Dan Froomkin of White House Watch at washingtonpost.com will join us at Virtually Speaking in Second Life simulcast at BlogTalkRadio. BTR widget is on the Virtually Speaking website.
Program starts at 6pm Pacific/9pm Eastern. Among the things we'll talk about is what I call the Froomkin Flap.
That's my name for the ruckus that got raised at the end of 2005. What happened was the White House was very unhappy with Dan's all too clear and critical postings at what was then called White House Briefing. The White House sent the Washington Post's White House correspondents, Jim VandeHei and John Harris back to the home office to complain about Froomkin. Their access to key White House players was threatened to end if they didn't get him off his prominent position on the Washingtonpost.com pages.

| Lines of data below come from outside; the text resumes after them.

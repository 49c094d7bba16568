//! Raw syntax terms.

use std::ops::Range;

use pretty::RcDoc;
use winnow::{
    LocatingSlice, ModalResult, Parser,
    ascii::{dec_uint, float, multispace0},
    combinator::{alt, cut_err, delimited, peek, preceded, separated, seq},
    error::{StrContext, StrContextValue},
    token::one_of,
};

use crate::{
    domain::{Inputs, VarSet},
    error::TermError,
    interpreter::{Bindings, Interpreter},
    ops::AssocOp,
    tensor::Tensor,
    term::{Term, call_doc},
    text::{HasParser, Name, Spanned, ToDoc},
    typecheck::{CheckError, Env},
};

/// Raw syntax term with text span.
pub type TermR<S> = Spanned<S, TermRInner<S>>;

/// A name with its text span, as written in a variable set or binding.
pub type NameR<S> = Spanned<S, Name>;

/// Raw syntax term without text span.
#[derive(Clone, Debug, PartialEq)]
pub enum TermRInner<S> {
    /// A real constant, e.g. "2.5"
    Number(f64),
    /// A free variable "var(i, 3)"
    Var {
        /// Variable name
        name: Name,
        /// Size of its domain
        size: usize,
    },
    /// The tensor "arange(i, 3)" holding `0, 1, 2` along `i`
    Arange {
        /// Dimension name
        name: Name,
        /// Length
        size: usize,
    },
    /// A pointwise operator "add(x, y)"
    Binary {
        /// The operator
        op: AssocOp,
        /// First argument
        lhs: Box<TermR<S>>,
        /// Second argument
        rhs: Box<TermR<S>>,
    },
    /// "reduce(op, x, {i, j})"
    Reduce {
        /// The reducing operator
        op: AssocOp,
        /// The reduced term
        arg: Box<TermR<S>>,
        /// Variables to reduce
        vars: Vec<NameR<S>>,
    },
    /// "contract(sum, prod, x, y, {i, j})"
    Contract {
        /// The reducing operator
        sum_op: AssocOp,
        /// The joining operator
        prod_op: AssocOp,
        /// Left operand
        lhs: Box<TermR<S>>,
        /// Right operand
        rhs: Box<TermR<S>>,
        /// Variables to reduce
        vars: Vec<NameR<S>>,
    },
    /// "subs(x, i = t, ...)"
    Subs {
        /// Term substituted into
        arg: Box<TermR<S>>,
        /// Replacements, applied simultaneously
        bindings: Vec<(NameR<S>, TermR<S>)>,
    },
    /// A term enclosed in parentheses
    Brackets(Box<TermR<S>>),
    /// A name bound by an earlier `let`
    Symbol(Name),
}

fn vars_doc<S>(vars: &[NameR<S>]) -> RcDoc<'_> {
    RcDoc::text("{")
        .append(RcDoc::intersperse(
            vars.iter().map(NameR::to_doc),
            RcDoc::text(", "),
        ))
        .append("}")
}

impl<S> ToDoc for TermRInner<S> {
    fn to_doc(&self) -> RcDoc<'_> {
        match self {
            TermRInner::Number(x) => RcDoc::as_string(x),
            TermRInner::Var { name, size } => {
                call_doc("var", vec![name.to_doc(), RcDoc::as_string(size)])
            }
            TermRInner::Arange { name, size } => {
                call_doc("arange", vec![name.to_doc(), RcDoc::as_string(size)])
            }
            TermRInner::Binary { op, lhs, rhs } => {
                call_doc(op.name(), vec![lhs.to_doc(), rhs.to_doc()])
            }
            TermRInner::Reduce { op, arg, vars } => {
                call_doc("reduce", vec![op.to_doc(), arg.to_doc(), vars_doc(vars)])
            }
            TermRInner::Contract {
                sum_op,
                prod_op,
                lhs,
                rhs,
                vars,
            } => call_doc(
                "contract",
                vec![
                    sum_op.to_doc(),
                    prod_op.to_doc(),
                    lhs.to_doc(),
                    rhs.to_doc(),
                    vars_doc(vars),
                ],
            ),
            TermRInner::Subs { arg, bindings } => call_doc(
                "subs",
                std::iter::once(arg.to_doc())
                    .chain(
                        bindings
                            .iter()
                            .map(|(name, value)| name.to_doc().append(" = ").append(value.to_doc())),
                    )
                    .collect(),
            ),
            TermRInner::Brackets(term) => RcDoc::text("(")
                .append(RcDoc::line_().append(term.to_doc()).nest(2))
                .append(RcDoc::line_())
                .append(")")
                .group(),
            TermRInner::Symbol(name) => name.to_doc(),
        }
    }
}

impl<S: Clone> TermR<S> {
    /// Check a raw term in the given environment, building it with `interp`.
    pub fn check(&self, env: &Env, interp: &Interpreter) -> Result<Term, CheckError<S>> {
        let wrap = |error: TermError| CheckError::Term {
            error,
            span: self.span.clone(),
        };
        match &self.inner {
            TermRInner::Number(x) => Ok(Term::number(*x)),
            TermRInner::Var { name, size } => Ok(Term::variable(name.clone(), *size)),
            TermRInner::Arange { name, size } => {
                Ok(Term::tensor(Tensor::arange(name.clone(), *size)))
            }
            TermRInner::Binary { op, lhs, rhs } => {
                let lhs = lhs.check(env, interp)?;
                let rhs = rhs.check(env, interp)?;
                interp.binary(*op, lhs, rhs).map_err(wrap)
            }
            TermRInner::Reduce { op, arg, vars } => {
                let arg = arg.check(env, interp)?;
                interp.reduce(arg, *op, var_set(vars)).map_err(wrap)
            }
            TermRInner::Contract {
                sum_op,
                prod_op,
                lhs,
                rhs,
                vars,
            } => {
                let lhs = lhs.check(env, interp)?;
                let rhs = rhs.check(env, interp)?;
                interp
                    .contract(*sum_op, *prod_op, lhs, rhs, var_set(vars))
                    .map_err(wrap)
            }
            TermRInner::Subs { arg, bindings } => {
                let arg = arg.check(env, interp)?;
                let bindings = bindings
                    .iter()
                    .map(|(name, value)| {
                        // Literals take the domain of the variable they replace.
                        let term = match (&value.inner, arg.inputs().get(&name.inner)) {
                            (TermRInner::Number(x), Some(domain)) => Tensor::new(
                                Inputs::new(),
                                *domain,
                                vec![*x],
                            )
                            .map(Term::tensor)
                            .map_err(|error| CheckError::Term {
                                error,
                                span: value.span.clone(),
                            })?,
                            _ => value.check(env, interp)?,
                        };
                        Ok((name.inner.clone(), term))
                    })
                    .collect::<Result<Bindings, CheckError<S>>>()?;
                interp.substitute(&arg, &bindings).map_err(wrap)
            }
            TermRInner::Brackets(term) => term.check(env, interp),
            TermRInner::Symbol(name) => {
                env.0
                    .get(name)
                    .cloned()
                    .ok_or_else(|| CheckError::UnknownSymbol {
                        name: name.clone(),
                        span: self.span.clone(),
                    })
            }
        }
    }
}

fn var_set<S>(vars: &[NameR<S>]) -> VarSet {
    vars.iter().map(|v| v.inner.clone()).collect()
}

fn comma(input: &mut LocatingSlice<&str>) -> ModalResult<()> {
    (multispace0, ',', multispace0).void().parse_next(input)
}

fn open(keyword: &'static str) -> impl FnMut(&mut LocatingSlice<&str>) -> ModalResult<()> {
    move |input: &mut LocatingSlice<&str>| {
        (keyword, multispace0, '(', multispace0)
            .void()
            .parse_next(input)
    }
}

fn close(input: &mut LocatingSlice<&str>) -> ModalResult<()> {
    (multispace0, ')')
        .void()
        .context(StrContext::Expected(StrContextValue::CharLiteral(')')))
        .parse_next(input)
}

fn size(input: &mut LocatingSlice<&str>) -> ModalResult<usize> {
    dec_uint
        .context(StrContext::Label("size"))
        .context(StrContext::Expected(StrContextValue::Description(
            "natural number",
        )))
        .parse_next(input)
}

fn number(input: &mut LocatingSlice<&str>) -> ModalResult<f64> {
    preceded(
        peek(one_of(|c: char| c.is_ascii_digit() || c == '-' || c == '.')),
        float,
    )
    .parse_next(input)
}

fn var_list(input: &mut LocatingSlice<&str>) -> ModalResult<Vec<NameR<Range<usize>>>> {
    delimited(
        ('{', multispace0),
        separated(0.., NameR::parser, comma),
        cut_err(
            (multispace0, '}').context(StrContext::Expected(StrContextValue::CharLiteral('}'))),
        ),
    )
    .context(StrContext::Label("variable set"))
    .parse_next(input)
}

fn binding(
    input: &mut LocatingSlice<&str>,
) -> ModalResult<(NameR<Range<usize>>, TermR<Range<usize>>)> {
    seq!(NameR::parser, _: (multispace0, '=', multispace0), TermR::parser).parse_next(input)
}

impl HasParser for TermRInner<Range<usize>> {
    fn parser(input: &mut LocatingSlice<&str>) -> ModalResult<Self> {
        let term = || TermR::parser.map(Box::new);
        alt((
            preceded(
                open("reduce"),
                cut_err(seq!(AssocOp::parser, _: comma, term(), _: comma, var_list, _: close)),
            )
            .map(|(op, arg, vars)| TermRInner::Reduce { op, arg, vars }),
            preceded(
                open("contract"),
                cut_err(seq!(
                    AssocOp::parser,
                    _: comma,
                    AssocOp::parser,
                    _: comma,
                    term(),
                    _: comma,
                    term(),
                    _: comma,
                    var_list,
                    _: close
                )),
            )
            .map(|(sum_op, prod_op, lhs, rhs, vars)| TermRInner::Contract {
                sum_op,
                prod_op,
                lhs,
                rhs,
                vars,
            }),
            preceded(
                open("subs"),
                cut_err(seq!(term(), _: comma, separated(1.., binding, comma), _: close)),
            )
            .map(|(arg, bindings)| TermRInner::Subs { arg, bindings }),
            preceded(
                open("var"),
                cut_err(seq!(Name::parser, _: comma, size, _: close)),
            )
            .map(|(name, size)| TermRInner::Var { name, size }),
            preceded(
                open("arange"),
                cut_err(seq!(Name::parser, _: comma, size, _: close)),
            )
            .map(|(name, size)| TermRInner::Arange { name, size }),
            (
                AssocOp::parser,
                preceded(
                    (multispace0, '(', multispace0),
                    cut_err(seq!(term(), _: comma, term(), _: close)),
                ),
            )
                .map(|(op, (lhs, rhs))| TermRInner::Binary { op, lhs, rhs }),
            number.map(TermRInner::Number),
            delimited(('(', multispace0), cut_err(term()), cut_err(close))
                .map(TermRInner::Brackets),
            Name::parser.map(TermRInner::Symbol),
        ))
        .context(StrContext::Label("term"))
        .context(StrContext::Expected(StrContextValue::Description("number")))
        .context(StrContext::Expected(StrContextValue::CharLiteral('(')))
        .context(StrContext::Expected(StrContextValue::Description(
            "identifier",
        )))
        .parse_next(input)
    }
}

#[cfg(test)]
mod tests {
    use super::*;

    fn parse(src: &str) -> TermR<Range<usize>> {
        TermR::parser.parse(LocatingSlice::new(src)).unwrap()
    }

    #[test]
    fn parses_nested_calls() {
        let t = parse("contract(logaddexp, add, add(var(i, 2), var(j, 3)), x, {j})");
        let TermRInner::Contract {
            sum_op,
            prod_op,
            lhs,
            rhs,
            vars,
        } = &t.inner
        else {
            panic!("expected a contraction, got {t:?}");
        };
        assert_eq!((*sum_op, *prod_op), (AssocOp::LogAddExp, AssocOp::Add));
        assert!(matches!(lhs.inner, TermRInner::Binary { op: AssocOp::Add, .. }));
        assert_eq!(rhs.inner, TermRInner::Symbol(Name::from("x")));
        assert_eq!(vars.len(), 1);
        assert_eq!(vars[0].inner, Name::from("j"));
        assert_eq!(vars[0].span, 56..57);
    }

    #[test]
    fn operator_names_are_not_reserved() {
        assert_eq!(parse("max").inner, TermRInner::Symbol(Name::from("max")));
        assert_eq!(parse("maxi").inner, TermRInner::Symbol(Name::from("maxi")));
        assert!(matches!(
            parse("max(1, 2)").inner,
            TermRInner::Binary { op: AssocOp::Max, .. }
        ));
    }

    #[test]
    fn numbers() {
        assert_eq!(parse("-2.5").inner, TermRInner::Number(-2.5));
        assert_eq!(parse("3").inner, TermRInner::Number(3.0));
    }

    #[test]
    fn unclosed_call_is_an_error() {
        assert!(TermR::<Range<usize>>::parser.parse(LocatingSlice::new("var(i, 3")).is_err());
        assert!(TermR::<Range<usize>>::parser.parse(LocatingSlice::new("reduce(add, x, {i)")).is_err());
    }

    #[test]
    fn prints_source_syntax() {
        let t = parse("subs(reduce(add, var(i,3), {i}), i = 2)");
        assert_eq!(
            t.to_doc().pretty(80).to_string(),
            "subs(reduce(add, var(i, 3), {i}), i = 2)"
        );
    }
}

This simple attempt to control the media narrative exposed a number of elements of White House press coverage by the WaPo, and the lines of authority at the newspaper. Turned out that the web operation is independent of the print operation ("Rubbish, you have no power here. Begone before someone drops a house on you."). But what was much more interesting was not just the brute force attempt by the White House to control who spoke out and what they said, but also the craven response from the supposedly tough-minded reporters who cover the White House (now for Politico). The ombudsman Deborah Howell got involved, and we had a scandal for the Jaybirds. The Post did all the wrong things, first stonewalling, then deleting hundreds of comments, lying about the deletions, and then blaming the vile-tongued hippies for being too mean as justification for the deletions.
Jeff Jarvis wrote about the ruckus.
Jay Rosen did an online interview with Harris, and Jim Brady, who was running the WaPo website.
What interested me most,and what we'll talk about with Dan was that they trotted out the "We get strong criticism from both sides, so we must be okay" argument. In the first place, this was a serious, and misplaced criticism of Froomkin's work, because it implied that he was a partisan, which he certainly does not seem to be. Second, it seemed to demonstrate willful ignorance of the different nature of the media criticism from the right vs the left. The right's goal was to remove the legitimacy of the media, to reduce all discussion to political partisanship, where there is no truth or reality, only liberal or conservative points of view. The criticism from the left was that in pursuit of chimerical "balance," the media was producing, at best, inaccurate stories, and, at worst, providing stenography of flat out lies.
The unwillingness of the beltway media to see that these were different criticisms was something that I found befuddling. Venality, rather than stupidity, seemed the most plausible explanation.